In 2023, a study published in Physical Review X by Jana Lasser, Lucas Goehring and their colleagues cracked the puzzle. Drawing on fieldwork at Badwater Basin in Death Valley and the Salar de Uyuni, plus lab experiments and computer models, they showed the honeycomb pattern is driven by how salty water moves below the sandy surface in the desert soil.

So, how does it work?

We should all be familiar with how heated water ‘rolls’ in a circular motion. When water is heated, the hot water particles that are less dense well up to the surface, while the cooler and more dense water particles sink to the bottom. This circulation of hot and cold water in a boiling pan is known as a convection current.

In a similar way, a convection ‘roll’ of salt and fresh water takes place directly below the salt pans. This is triggered by the contrast in salinity (the amount of salts dissolved in different layers).

Convection Flow Is The Driving Force: The Way Of Water

Saltwater, as we know, is more dense than freshwater. Saltier water becomes heavier than the layer of water that lies directly below the ground in these salt pans. At a certain point, the saltier water sinks to the bottom and the less dense freshwater rises up from below. Thus, many rolling plumes of water sweep across the whole area, creating a uniform texture in the salt flats.

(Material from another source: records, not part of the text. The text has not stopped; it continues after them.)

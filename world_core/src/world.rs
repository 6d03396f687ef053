use getset::{Getters, MutGetters};

use crate::common::{Compass, LocationId, Principal};
use crate::error::Result;
use crate::location::Location;
use crate::movement::{MovementEngine, MovementEvent};
use crate::registry::{MemoryRegistry, Registry};
use crate::render;
use crate::world_store::WorldGraphStore;

/// A registry, the location store and the movement engine, kept together so
/// callers do not have to thread all three through every call.
#[derive(Debug, Default, Getters, MutGetters)]
pub struct World<R: Registry = MemoryRegistry> {
    #[getset(get = "pub", get_mut = "pub")]
    registry: R,
    #[getset(get = "pub")]
    store: WorldGraphStore,
    #[getset(get = "pub")]
    movement: MovementEngine,
}

impl<R: Registry> World<R> {
    pub fn new(registry: R) -> Self {
        World {
            registry,
            store: WorldGraphStore::new(),
            movement: MovementEngine::new(),
        }
    }

    pub fn get(&self, id: LocationId) -> &Location {
        self.store.get(id)
    }

    pub fn update(&mut self, caller: &Principal, id: LocationId, data: Location) -> Result<()> {
        self.store.update(&self.registry, caller, id, data)
    }

    pub fn set_frozen(&mut self, caller: &Principal, id: LocationId, frozen: bool) -> Result<()> {
        self.store.set_frozen(&self.registry, caller, id, frozen)
    }

    pub fn current_position(&self, player: &Principal) -> LocationId {
        self.movement.current_position(player)
    }

    pub fn move_player(&mut self, player: &Principal, direction: Compass) -> Result<LocationId> {
        self.movement
            .move_player(&self.store, &self.registry, player, direction)
    }

    pub fn respawn(&mut self, player: &Principal, target: LocationId) -> Result<()> {
        self.movement
            .respawn(&self.store, &self.registry, player, target)
    }

    pub fn look(&self, player: &Principal) -> String {
        self.movement.look(&self.store, &self.registry, player)
    }

    pub fn exits(&self, player: &Principal) -> [(Compass, Option<LocationId>); 4] {
        self.movement.exits(&self.store, player)
    }

    pub fn render(&self, id: LocationId) -> String {
        render::render(&self.store, &self.registry, id)
    }

    pub fn drain_events(&mut self) -> Vec<MovementEvent> {
        self.movement.drain_events()
    }
}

Proposed dynamics of patterned salt crusts
Mechanism behind the mysterious honeycomb patterns. (photo Credit Physical Review)

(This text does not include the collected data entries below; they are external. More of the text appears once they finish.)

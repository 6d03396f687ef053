use std::fs::File;
use std::io::stdout;

use clap::Parser;
use roomdeed::cli::{self, Args};
use simplelog::{ColorChoice, LevelFilter, TermLogger, TerminalMode, WriteLogger};

fn main() -> anyhow::Result<()> {
    let args = Args::parse();
    setup_logging(&args)?;
    cli::run(&args, &mut stdout().lock())
}

fn setup_logging(args: &Args) -> anyhow::Result<()> {
    if args.debug {
        WriteLogger::init(
            LevelFilter::Debug,
            simplelog::ConfigBuilder::new()
                .set_target_level(LevelFilter::Error)
                .build(),
            File::create("debug.log")?,
        )?;
    } else {
        TermLogger::init(
            args.log_level,
            simplelog::Config::default(),
            TerminalMode::Stderr,
            ColorChoice::Auto,
        )?;
    }
    Ok(())
}
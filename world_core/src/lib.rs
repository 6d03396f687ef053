pub mod codec;
pub mod common;
pub mod configuration;
mod error;
pub mod line_split;
pub mod location;
pub mod movement;
pub mod prelude;
pub mod registry;
pub mod render;
mod world;
pub mod world_store;

pub use error::{Result, WorldError};
pub use world::World;
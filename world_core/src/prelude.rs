pub use crate::common::{Compass, LocationId, Principal};
pub use crate::configuration::WorldConfiguration;
pub use crate::location::Location;
pub use crate::movement::{MovementEngine, MovementEvent};
pub use crate::registry::{MemoryRegistry, Registry};
pub use crate::world_store::WorldGraphStore;
pub use crate::{Result, World, WorldError};
use std::io::Write;
use std::path::PathBuf;

use clap::{Parser, Subcommand};
use world_core::prelude::*;
use world_core::{codec, line_split, render};

use crate::demo;

#[derive(Debug, Parser)]
#[command(version, about = "Walk and render a world of owned rooms")]
pub struct Args {
    /// TOML world file. Without one, a two room demo world is used
    #[arg(long, short)]
    pub world: Option<PathBuf>,
    /// Player identity to move around
    #[arg(long, short, default_value = "player")]
    pub player: String,
    /// Write debug logs to debug.log instead of the terminal
    #[arg(long)]
    pub debug: bool,
    #[arg(long, default_value = "warn")]
    pub log_level: log::LevelFilter,
    #[command(subcommand)]
    pub command: Command,
}

#[derive(Debug, Subcommand)]
pub enum Command {
    /// Print the document for a location
    Render { id: LocationId },
    /// Print the document for the player's location
    Look,
    /// Move through exits in order, then look
    Walk {
        #[arg(required = true)]
        directions: Vec<Compass>,
    },
    /// Teleport to a respawn point, then look
    Respawn { id: LocationId },
    /// Show how a description would be wrapped
    Split { text: String },
    /// Base64 encode text
    Encode { text: String },
    /// Take a document apart and print its JSON and SVG
    Inspect { document: String },
}

impl Args {
    pub fn load_world(&self) -> anyhow::Result<World> {
        match &self.world {
            Some(path) => Ok(WorldConfiguration::load(path)?.build()?),
            None => demo::demo_world(),
        }
    }
}

/// Runs `args.command`, writing results to `out`
pub fn run<W: Write>(args: &Args, out: &mut W) -> anyhow::Result<()> {
    let player = Principal::new(args.player.as_str());
    match &args.command {
        Command::Render { id } => {
            let world = args.load_world()?;
            writeln!(out, "{}", world.render(*id))?;
        },
        Command::Look => {
            let world = args.load_world()?;
            writeln!(out, "{}", world.look(&player))?;
        },
        Command::Walk { directions } => {
            let mut world = args.load_world()?;
            for direction in directions {
                let to = world.move_player(&player, *direction)?;
                writeln!(out, "{player} went {direction} to {to}")?;
            }
            for event in world.drain_events() {
                log::info!("[{}] is now at [{}]", event.player(), event.to());
            }
            writeln!(out, "{}", world.look(&player))?;
        },
        Command::Respawn { id } => {
            let mut world = args.load_world()?;
            world.respawn(&player, *id)?;
            writeln!(out, "{player} respawned at {id}")?;
            writeln!(out, "{}", world.look(&player))?;
        },
        Command::Split { text } => {
            for line in line_split::split(text.as_bytes()) {
                writeln!(out, "[{}]", String::from_utf8_lossy(line))?;
            }
        },
        Command::Encode { text } => {
            writeln!(out, "{}", codec::encode(text))?;
        },
        Command::Inspect { document } => {
            let decoded = render::decode_document(document.trim())?;
            writeln!(out, "{}", serde_json::to_string_pretty(&decoded.metadata)?)?;
            writeln!(out, "{}", String::from_utf8_lossy(&decoded.svg))?;
        },
    }
    Ok(())
}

But why a polygon? Why not a circle?

If only a single roll occurred, we’d find a circular shape, but many such convection rolls happen next to each other at the same time. As a result, they are “squeezed” together, pushing one another into developing these hexagonal salt patterns. The salty water then sinks down along the edges of these structures.

Each of these convection rolls reaches down through roughly the same depth of soil, on the order of a meter or two. Because the width of a roll is set by its depth, the cells (and the salt polygons stamped above them) end up roughly 1-2 meters (3-6 feet) across, no matter which salt flat you visit. That single mechanism is what finally explained why these patterns look so uniform worldwide.

In places where the salt content is very high, salt crystals crystallize more prominently on the surface, building up the raised ridges you see along the polygon edges.

A Final Word

From Badwater Basin in California’s Death Valley National Park, Bonneville Salt Flats in Utah, to the Makgadikgadi Pan in Botswana, these surreal patterns of hexagonal shapes are a common feature. For years, it seemed like one of Mother Nature’s mysteries that couldn’t be cracked.

Looking at them, we can’t but wonder how nature creates such regularity and uniformity, even in the most barren and inhospitable lands. Now, it seems, we are much closer to the answer!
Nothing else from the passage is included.